Wartawan Tribunenews.com Fahmi Ramadhan melaporkan
TRIBUNNEWS.COM, JAKARTA – Rumah Tahanan (Rutan) Komisi Pemberantasan Korupsi (KPK) yang dituduh dalam kasus pungutan liar Deden Rochendi merasa ‘dirampas’ karena hanya menerima uang jaminan sebesar Rp 10 juta per bulan dari narapidana.
Pasalnya, Deden yang merupakan mantan Ketua Komisi Pemberantasan Korupsi (KPK) mengaku dalam persidangan ia mendengar ada beberapa terdakwa yang memang menerima uang jaminan dari narapidana hingga 60-70 juta. bulan.
Dalam kasus tersebut, Deden dihadirkan Jaksa Penuntut Umum (JPU) sebagai saksi mahkota bagi para terdakwa lainnya di Pengadilan Tipikor Jakarta pada Jumat (15/11/2024).
Awalnya, jaksa menanyakan uang jaminan yang harus dibayarkan para narapidana di Perumahan Komisi Pemberantasan Korupsi (KPK) Cabang Guntur.
“Kalau sasarannya setiap rutan, berapa yang harus disetor? Yang (saksi) Guntur Korting (Rutan) itu ditanya Rp 72.500.000 setiap bulan untuk semua petugas, tahukah Anda?”
Menjawab pertanyaan jaksa, Deden mengaku awalnya tidak mengetahui syarat-syarat penahanan masing-masing Rutan dan baru mengetahuinya saat persidangan.
“Kamu baru mengetahuinya selama persidangan ini?”
“Saya baru tahu, demi Tuhan,” kata Deden.
Jaksa kemudian menggali keterangan Deden soal jatah yang diterimanya setiap bulan selama bekerja.
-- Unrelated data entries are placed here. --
//! NextGCore S1AP Protocol Library
//!
//! S1AP procedure messages, information elements and the inter-task
//! messages of the MME S1AP task (3GPP TS 36.413).

pub mod builder;
pub mod error;
pub mod message;
pub mod pdu;
pub mod types;

pub use builder::*;
pub use error::{S1apError, S1apResult};
pub use message::*;
pub use pdu::*;
pub use types::*;
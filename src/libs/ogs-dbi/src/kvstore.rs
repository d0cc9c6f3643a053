//! Key/value store interface
//!
//! Task state is checkpointed as opaque blobs under string keys. The store
//! contract is the one of a Redis client: get, set, delete and KEYS-style
//! glob enumeration.

use std::collections::BTreeMap;
use std::sync::atomic::{AtomicBool, AtomicU64, Ordering};
use std::sync::RwLock;

use thiserror::Error;

/// Key/value store error types
#[derive(Error, Debug, Clone, PartialEq, Eq)]
pub enum KvStoreError {
    #[error("Store not connected")]
    NotConnected,
    #[error("Key not found: {0}")]
    KeyNotFound(String),
    #[error("Read failed for {key}: {reason}")]
    ReadFailed { key: String, reason: String },
    #[error("Write failed for {key}: {reason}")]
    WriteFailed { key: String, reason: String },
    #[error("Lock poisoned")]
    LockPoisoned,
}

/// Result type for store operations
pub type KvResult<T> = Result<T, KvStoreError>;

/// Blocking key/value store client
pub trait KvStore: Send + Sync {
    /// Value stored under `key`, `None` if absent
    fn read(&self, key: &str) -> KvResult<Option<Vec<u8>>>;

    fn write(&self, key: &str, value: &[u8]) -> KvResult<()>;

    /// Returns whether the key existed
    fn delete(&self, key: &str) -> KvResult<bool>;

    /// Keys matching a glob (`*` any run, `?` one character), sorted
    fn get_keys(&self, pattern: &str) -> KvResult<Vec<String>>;

    fn is_connected(&self) -> bool;
}

/// Match `key` against a KEYS-style glob
pub fn glob_match(pattern: &str, key: &str) -> bool {
    let p: Vec<char> = pattern.chars().collect();
    let k: Vec<char> = key.chars().collect();
    let (mut pi, mut ki) = (0usize, 0usize);
    // Last '*' seen and the key position it is currently absorbing up to
    let mut star: Option<(usize, usize)> = None;

    while ki < k.len() {
        if pi < p.len() && (p[pi] == '?' || p[pi] == k[ki]) {
            pi += 1;
            ki += 1;
        } else if pi < p.len() && p[pi] == '*' {
            star = Some((pi, ki));
            pi += 1;
        } else if let Some((sp, sk)) = star {
            pi = sp + 1;
            ki = sk + 1;
            star = Some((sp, sk + 1));
        } else {
            return false;
        }
    }
    while pi < p.len() && p[pi] == '*' {
        pi += 1;
    }
    pi == p.len()
}

/// In-process store, used when no external store is configured and in tests
#[derive(Debug)]
pub struct InMemoryKvStore {
    entries: RwLock<BTreeMap<String, Vec<u8>>>,
    connected: AtomicBool,
    writes: AtomicU64,
}

impl InMemoryKvStore {
    pub fn new() -> Self {
        Self {
            entries: RwLock::new(BTreeMap::new()),
            connected: AtomicBool::new(true),
            writes: AtomicU64::new(0),
        }
    }

    /// Simulate losing (or regaining) the connection
    pub fn set_connected(&self, connected: bool) {
        self.connected.store(connected, Ordering::SeqCst);
    }

    /// Number of successful writes so far
    pub fn write_count(&self) -> u64 {
        self.writes.load(Ordering::SeqCst)
    }

    pub fn len(&self) -> usize {
        self.entries.read().map(|e| e.len()).unwrap_or(0)
    }

    pub fn is_empty(&self) -> bool {
        self.len() == 0
    }

    fn check_connected(&self) -> KvResult<()> {
        if self.connected.load(Ordering::SeqCst) {
            Ok(())
        } else {
            Err(KvStoreError::NotConnected)
        }
    }
}

impl Default for InMemoryKvStore {
    fn default() -> Self {
        Self::new()
    }
}

impl KvStore for InMemoryKvStore {
    fn read(&self, key: &str) -> KvResult<Option<Vec<u8>>> {
        self.check_connected()?;
        let entries = self.entries.read().map_err(|_| KvStoreError::LockPoisoned)?;
        Ok(entries.get(key).cloned())
    }

    fn write(&self, key: &str, value: &[u8]) -> KvResult<()> {
        self.check_connected()?;
        let mut entries = self.entries.write().map_err(|_| KvStoreError::LockPoisoned)?;
        entries.insert(key.to_string(), value.to_vec());
        self.writes.fetch_add(1, Ordering::SeqCst);
        log::trace!("kvstore write {} ({} bytes)", key, value.len());
        Ok(())
    }

    fn delete(&self, key: &str) -> KvResult<bool> {
        self.check_connected()?;
        let mut entries = self.entries.write().map_err(|_| KvStoreError::LockPoisoned)?;
        Ok(entries.remove(key).is_some())
    }

    fn get_keys(&self, pattern: &str) -> KvResult<Vec<String>> {
        self.check_connected()?;
        let entries = self.entries.read().map_err(|_| KvStoreError::LockPoisoned)?;
        Ok(entries
            .keys()
            .filter(|k| glob_match(pattern, k))
            .cloned()
            .collect())
    }

    fn is_connected(&self) -> bool {
        self.connected.load(Ordering::SeqCst)
    }
}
Carutana.
Deden mengaku mendapat simpanan Rp 10 juta per bulan melalui pencucian uang.
“Tadi saya bilang, 10 (juta) jatuh Pak, jatuh dan saya tidak protes, saya terima saja,” kata Deden.
Setelah itu, Deden mengaku mendapat uang jaminan sebesar Rp10 juta dari awal kasus ini.
Ia pun mengaku tidak pernah protes atau bertanya kenapa hanya mendapat uang segitu.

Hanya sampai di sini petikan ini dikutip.